INTERNATIONAL BUSINESS TRANSACTIONS
 
 
I. Introduction
Timeline of International Commercial Law
Turn of 12th cent.
Maritime laws recorded in tablets in Mediterranean
late 1600s
King’s courts in UK claim jurisdiction over commercial law
1874
Unsuccessful attempt at codified private intl law in the Netherlands
1892
South American Conference on Private International Law
1893
First Hague Conference on Private International Law
1926
UNIDROIT established by League of Nations
·         Uniform laws on sale of goods and commercial contracts in 1964, 1994
1966
UNCITRAL established by UN General Assembly
·         Created CISG in 1980, effective 1988
1975
Inter-American Conference on Private International Law (CIDIP)
 
·         Transaction lawyer must identify, eliminate or reduce risks that occur due to:
o   Communication
o   Transportation
o   Regulation
o   fluctuation
·         Types of protection from risk:
o   Institutional (national and international laws)
·         US has 43 Friendship, Commerce & Navigation (FCN) Treaties; bilateral investment treaties
·         in TOPCO case, recourse to international law in contract provided protection
o   Purchased (OPIC or Export-Import Bank insurance; Letter of credit)
·         Revere Copper case
o   Negotiated (e.g. choice of law clause in contract)
 
II. Export-Import Transaction
A. Export-Import Contract
·         Typical stages:
1.    Seller delivers goods to carrier
2.    Carrier gives seller bill of lading
3.    S delivers bill of lading to Buyer
4.    B pays S
5.    B gives Carrier bill of lading
6.    C delivers goods to B
·         Documents in sales transaction:
o   Sales contract – lists goods, price, estimated freight, insurance and customs clearance charges
o   Letter of credit – lists documents seller must present to draw on account
o   Commercial invoice – lists price-delivery term, goods (description & quantity) destination, price, all fees
o   Bill of lading
o   Insurance Policy or certificate
o   Draft – prepared by seller, check written to seller which draws on letter of credit indicating amount to be paid to seller
 
Incoterms 2000
Shipment Contracts:
1. ExWorks – S places goods at B’s disposal at the factory/S’s premises
o   Buyer is both exporter and importer, responsible for freight, insurance, etc.

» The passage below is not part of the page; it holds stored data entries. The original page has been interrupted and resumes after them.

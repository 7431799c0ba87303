//! Minimal sender-address parsing: enough to turn a provider's raw address
//! field into a typed `Urn` using the channel's country code, for the
//! `tel:`/`whatsapp:`/`ext:` prefixes these demo adapters actually need.
//! General E.164 validation/formatting is out of scope; this is not a
//! phonenumber library.

use courier_common::Urn;

/// ISO 3166-1 alpha-2 → ITU calling code, just the countries exercised by
/// this workspace's demo adapters and tests.
const CALLING_CODES: &[(&str, &str)] = &[("RW", "250"), ("PK", "92"), ("NL", "31"), ("US", "1"), ("GB", "44")];

fn calling_code(country: &str) -> Option<&'static str> {
    CALLING_CODES.iter().find(|(code, _)| code.eq_ignore_ascii_case(country)).map(|(_, dial)| *dial)
}

fn all_digits(s: &str) -> bool {
    !s.is_empty() && s.chars().all(|c| c.is_ascii_digit())
}

/// Parses `raw` as a sender address for a channel whose accepted schemes
/// are `schemes` (checked in order, first match wins) and whose country is
/// `country`. Returns a stable failure reason string on error, matching
/// the webhook router's 400 contract.
pub fn parse_sender_urn(schemes: &[String], country: &str, raw: &str) -> Result<Urn, &'static str> {
    let raw = raw.trim();
    if raw.is_empty() {
        return Err("not a possible number");
    }

    if schemes.iter().any(|s| s == "whatsapp") {
        if all_digits(raw) {
            return Ok(Urn::new("whatsapp", raw));
        }
        return Err("invalid whatsapp id");
    }

    if let Some(rest) = raw.strip_prefix('+') {
        if all_digits(rest) && (8..=15).contains(&rest.len()) {
            return Ok(Urn::tel(raw));
        }
        return Err("not a possible number");
    }

    let national = raw.strip_prefix('0').unwrap_or(raw);
    if !all_digits(national) {
        return Err("not a possible number");
    }
    let code = calling_code(country).ok_or("not a possible number")?;
    let e164 = format!("+{code}{national}");
    if (9..=16).contains(&e164.len()) {
        Ok(Urn::tel(e164))
    } else {
        Err("not a possible number")
    }
}

#[cfg(test)]
mod tests {
    use super::*;

    #[test]
    fn e164_address_passes_through() {
        let urn = parse_sender_urn(&["tel".to_string()], "RW", "+250788383383").unwrap();
        assert_eq!(urn.path, "+250788383383");
    }

    #[test]
    fn national_number_gains_country_calling_code() {
        let urn = parse_sender_urn(&["tel".to_string()], "RW", "0788383383").unwrap();
        assert_eq!(urn.path, "+250788383383");
    }

    #[test]
    fn whatsapp_scheme_takes_priority() {
        let urn = parse_sender_urn(&["whatsapp".to_string()], "RW", "12025551234").unwrap();
        assert_eq!(urn.scheme, "whatsapp");
    }

    #[test]
    fn empty_address_is_rejected() {
        assert!(parse_sender_urn(&["tel".to_string()], "RW", "").is_err());
    }

    #[test]
    fn unknown_country_without_plus_is_rejected() {
        assert!(parse_sender_urn(&["tel".to_string()], "ZZ", "788383383").is_err());
    }
}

2. Free Alongside Ship (FAS) – S delivers goods to quay; provides export license
o   this does create export-import contract
o   Risk passes when goods are placed alongside vessel
o   so if war breaks out and delivery costs rise, B assumes extra cost
3. Free on Board (FOB) – S delivers goods on board vessel and obtains export docs
o   Risk passes when goods pass over ship’s rail
o   ONLY applies to sea-going vessels
4. Free Carrier (FCA) – exactly like FOB term, but for non-sea transport
5. CIF – S delivers goods on board vessel, pays freight & insurance
o   Risk passes when goods pass over ship’s rail; ONLY sea-going vessels
o   So if war breaks out and delivery costs rise, S absorbs extra cost
6. Carriage & Insurance Paid (CIP) – exactly like CIF, but for non-sea transport
o   Risk passes when goods are placed in custody of carrier
7. Cost & Freight (CFR) – S delivers goods on board and pays freight; B pays insurance
o   Risk passes when goods pass over ship’s rail
8. Carriage Paid To (CPT) – exactly like CFR, but for non-sea transport
Destination Contracts:
9. Delivered at Frontier (DAF) – S places goods at B’s disposal at frontier
o   S responsible for discharging goods from vessel; B handles import docs
o   Designed for rail transport, but appropriate for ships and other forms
10. Delivered Ex Ship (DES) – S delivers goods on board and pays freight & insurance
o   Risk passes when goods are on board ship when ship reaches “usual unloading point”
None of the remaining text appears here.